Use Cases in Practice

Once Devin’s workflow was established, Citation applied it across a range of projects:

  • Legacy modernization: A compliance tool originally estimated as a three-month migration (from .NET Framework and AngularJS to .NET Core and React 18) reached a working prototype in two weeks. Devin decomposed the monolith into a clean architecture and delivered vertical slices end to end, from user interface through database entries, with static analysis and automated tests driving coverage above 90%.
  • Backlog throughput: Medium-priority tasks such as dependency upgrades and bug fixes that previously slipped sprint to sprint were consistently completed. In one corrective action feature, Devin contributed 147 merged pull requests, about 367 story points of work. This output was comparable to a multi-sprint epic delivered in weeks rather than months.
  • Debugging by non-engineers: Business Analysts used Devin to explain unexpected system behavior by querying the codebase directly. In one case, a BA spotted a subtle prefix mismatch, submitted a PR, and had it approved by a senior engineer, preventing a customer-facing bug.
  • Customer support: Devin automated root-cause analysis of help desk tickets, reducing the number of issues escalated to engineering.
  • Rapid prototyping: Engineers used Devin to build working proofs of concept in a few days. These included extending existing tools and testing new features that would normally wait weeks while teams focused on core delivery.

Scaling Adoption

Devin is now part of daily engineering practice at Citation. Engineers run more than 180 sessions each week, with over 1,200 sessions recorded in GitHub since rollout. What started as using Devin in scoped hackathon projects has scaled into steady, ongoing use in production across the engineering organization, with adoption also extending to business analysts and support teams.

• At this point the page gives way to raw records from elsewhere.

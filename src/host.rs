use serde::{Deserialize, Serialize};
use tracing::{debug, info};

use crate::channel::{channel, Delivery, Outbox, Subscription};
use crate::normalize::Normalizer;
use crate::panel::EditorPanel;
use crate::protocol::{ElementDescription, ElementUpdate, HostMessage, RenderMessage};
use crate::render::RenderFrame;
use crate::serialize::serialize;

/// Viewport the render surface is laid out at.
#[derive(Debug, Clone, Copy, Default, PartialEq, Eq, Serialize, Deserialize)]
#[serde(rename_all = "lowercase")]
pub enum Device {
    Phone,
    Tablet,
    #[default]
    Desktop,
}

impl Device {
    /// Width in CSS pixels; `None` fills the available width.
    pub fn viewport_width(self) -> Option<u32> {
        match self {
            Device::Phone => Some(412),
            Device::Tablet => Some(768),
            Device::Desktop => None,
        }
    }
}

#[derive(Debug, Clone)]
pub struct BridgeOptions {
    /// Read-only previews turn editing off entirely.
    pub show_editor_panel: bool,
    pub device: Device,
    pub normalizer: Normalizer,
}

impl Default for BridgeOptions {
    fn default() -> Self {
        Self {
            show_editor_panel: true,
            device: Device::Desktop,
            normalizer: Normalizer::default(),
        }
    }
}

#[derive(Debug, Clone, Copy, PartialEq, Eq)]
pub enum PreviewState {
    /// Nothing to show yet; the page renders its loading/empty state.
    Empty,
    Mounted,
}

/// Outcome of a host command.
#[derive(Debug, Clone, Copy, PartialEq, Eq)]
pub enum Dispatch {
    Sent,
    /// Nothing to send: the panel had no pending changes.
    Unchanged,
    /// No render is mounted; nothing was sent.
    Unavailable,
    /// The render side is gone; the frame was discarded.
    Dropped,
}

// Field order is drop order: the listener goes before the render.
struct MountedRender {
    subscription: Subscription,
    outbox: Outbox<HostMessage>,
    frame: RenderFrame,
    document: String,
}

/// Owns the mounted render and mediates every message to and from it.
///
/// The host keeps value copies only: a selection is an
/// [`ElementDescription`], never a node.
pub struct HostBridge {
    options: BridgeOptions,
    mounted: Option<MountedRender>,
    selection: Option<ElementDescription>,
    messages_sent: u64,
}

impl HostBridge {
    pub fn new(options: BridgeOptions) -> Self {
        Self {
            options,
            mounted: None,
            selection: None,
            messages_sent: 0,
        }
    }

    pub fn options(&self) -> &BridgeOptions {
        &self.options
    }

    pub fn device(&self) -> Device {
        self.options.device
    }

    pub fn set_device(&mut self, device: Device) {
        self.options.device = device;
    }

    /// Normalize `raw` and mount it, replacing any current render. Empty
    /// markup leaves the bridge in [`PreviewState::Empty`].
    pub fn mount(&mut self, raw: &str) -> PreviewState {
        self.unmount();

        let document = self.options.normalizer.normalize(raw);
        if document.is_empty() {
            debug!(target = "bridge", "nothing to preview");
            return PreviewState::Empty;
        }

        let (host, render) = channel();
        let subscription = Subscription::new(host.inbox);
        let frame = RenderFrame::mount(&document, render);
        info!(
            target = "bridge",
            bytes = document.len(),
            instrumented = frame.is_instrumented(),
            "render mounted"
        );
        self.mounted = Some(MountedRender {
            subscription,
            outbox: host.outbox,
            frame,
            document,
        });
        PreviewState::Mounted
    }

    /// Tear down the render and its subscription. Any selection dies with it.
    pub fn unmount(&mut self) {
        self.selection = None;
        if self.mounted.take().is_some() {
            debug!(target = "bridge", "render unmounted");
        }
    }

    pub fn state(&self) -> PreviewState {
        if self.mounted.is_some() {
            PreviewState::Mounted
        } else {
            PreviewState::Empty
        }
    }

    pub fn is_mounted(&self) -> bool {
        self.mounted.is_some()
    }

    /// The normalized document the render was mounted with.
    pub fn document(&self) -> Option<&str> {
        self.mounted.as_ref().map(|mounted| mounted.document.as_str())
    }

    /// The render surface, for delivering user input to it.
    pub fn render_mut(&mut self) -> Option<&mut RenderFrame> {
        self.mounted.as_mut().map(|mounted| &mut mounted.frame)
    }

    pub fn selection(&self) -> Option<&ElementDescription> {
        self.selection.as_ref()
    }

    pub fn messages_sent(&self) -> u64 {
        self.messages_sent
    }

    /// Drain messages from the render. The latest one wins.
    pub fn poll(&mut self) -> usize {
        let Some(mounted) = self.mounted.as_mut() else {
            return 0;
        };
        let mut handled = 0;
        while let Some(message) = mounted.subscription.try_next() {
            handled += 1;
            match message {
                RenderMessage::ElementSelected(description) => {
                    debug!(
                        target = "bridge",
                        tag = %description.tag_name,
                        path = %description.path,
                        "selection received"
                    );
                    self.selection = Some(description);
                }
                RenderMessage::ClearSelection => {
                    debug!(target = "bridge", "selection cleared by render");
                    self.selection = None;
                }
            }
        }
        handled
    }

    /// One event-loop turn: the render handles host commands, then the host
    /// handles render messages.
    pub fn tick(&mut self) -> usize {
        let rendered = self
            .mounted
            .as_mut()
            .map(|mounted| mounted.frame.pump())
            .unwrap_or(0);
        rendered + self.poll()
    }

    /// Clean markup of the current render. Clears the selection.
    pub fn get_snapshot(&mut self) -> Option<String> {
        let mounted = self.mounted.as_mut()?;
        self.selection = None;
        serialize(Some(&mut mounted.frame))
    }

    pub fn request_update(&mut self, update: ElementUpdate) -> Dispatch {
        self.send(HostMessage::UpdateElement(update))
    }

    /// Clears the local selection right away, then asks the render to drop
    /// its markers.
    pub fn request_clear_selection(&mut self) -> Dispatch {
        self.selection = None;
        self.send(HostMessage::ClearSelectionRequest)
    }

    /// Shown only with a mounted render, a held selection and editing enabled.
    pub fn editor_panel(&self) -> Option<EditorPanel> {
        if !self.options.show_editor_panel || self.mounted.is_none() {
            return None;
        }
        self.selection.as_ref().map(EditorPanel::for_selection)
    }

    /// Send the panel's pending changes, if any.
    pub fn apply_panel(&mut self, panel: &mut EditorPanel) -> Dispatch {
        let update = panel.pending_update();
        if update.is_empty() {
            return Dispatch::Unchanged;
        }
        let dispatch = self.request_update(update);
        if dispatch == Dispatch::Sent {
            panel.mark_applied();
        }
        dispatch
    }

    fn send(&mut self, message: HostMessage) -> Dispatch {
        let Some(mounted) = self.mounted.as_ref() else {
            debug!(target = "bridge", "no render mounted; command skipped");
            return Dispatch::Unavailable;
        };
        match mounted.outbox.post(&message) {
            Delivery::Posted => {
                self.messages_sent += 1;
                Dispatch::Sent
            }
            Delivery::Dropped => Dispatch::Dropped,
        }
    }
}

impl Default for HostBridge {
    fn default() -> Self {
        Self::new(BridgeOptions::default())
    }
}
use tracing::{debug, trace};

use crate::render::instrumentation::unmark;
use crate::render::{RenderDocument, RenderFrame};
use crate::reserved::{marker_selector, INJECTED_IDS};

/// Clean markup of the mounted render, or `None` when nothing is mounted.
pub fn serialize(render: Option<&mut RenderFrame>) -> Option<String> {
    render?.snapshot()
}

/// Strip every instrumentation artifact from `document` in place, then
/// return the outer markup of its root element.
///
/// Markers are removed unconditionally, whether or not a selection is
/// currently tracked. Each removal is optional: a missing element is fine.
pub fn clean_and_serialize(document: &RenderDocument) -> Option<String> {
    let marked = document.select_all(&marker_selector());
    for element in &marked {
        unmark(element);
    }

    let mut removed = 0;
    for id in INJECTED_IDS {
        match document.element_by_id(id) {
            Some(element) => {
                element.detach();
                removed += 1;
            }
            None => trace!(target = "serialize", %id, "injected element absent"),
        }
    }

    debug!(
        target = "serialize",
        markers = marked.len(),
        injected = removed,
        "document cleaned"
    );
    document.outer_html()
}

“Devin isn’t just another tool. To get value, you have to change your ways of working. Once we did that, it started delivering results we wouldn’t have reached otherwise.” — Anthony Wray, AI Engineering Lead

Looking Ahead

Citation plans to expand Devin’s role in platform modernization and legacy upgrades over the next twelve months. The team is also working on deeper process integration, including automated Jira scoping and standardized specification files to make AI-driven development more predictable.

For Anthony Wray, the significance goes beyond throughput.

“The real value is that it forces us to rethink process. You can’t just slap AI on the old way of working. You have to redesign for what’s possible now.” — Anthony Wray, AI Engineering Lead

The Citation Group at a Glance

Company The Citation Group
Industry Legal, Risk, Compliance, and HR Technology
Scale Serves 120,000+ SMEs across the UK, Canada, Australia, and New Zealand
AI Use Cases
  • Autonomous code development & PR submission
  • Tech debt remediation and refactors
  • Customer support automation
  • Bug reproduction & root cause analysis by non-engineers
  • Proof-of-concept prototyping
  • Documentation-driven development with structured prompts
Key Outcomes
  • 549 PRs opened, 271 merged with an 80% merge rate
  • 50% improvement in engineering output efficiency (ACU-to-PR ratio) in first 3 months
  • ~300 story points delivered across 147 PRs, including epics that shipped in weeks instead of months
  • 180+ Devin sessions per week, 1,200+ lifetime sessions logged
  • Backlog items cleared without increasing headcount
  • Faster customer support resolution with fewer escalations
Innovation Approach Citation rolled out Devin through structured hackathons, appointing AI champions to document best practices and standardize prompt design.
By combining markdown-driven specifications with new efficiency metrics like ACU-to-PR ratio, the team built a repeatable framework for scaling AI across engineering and support workflows.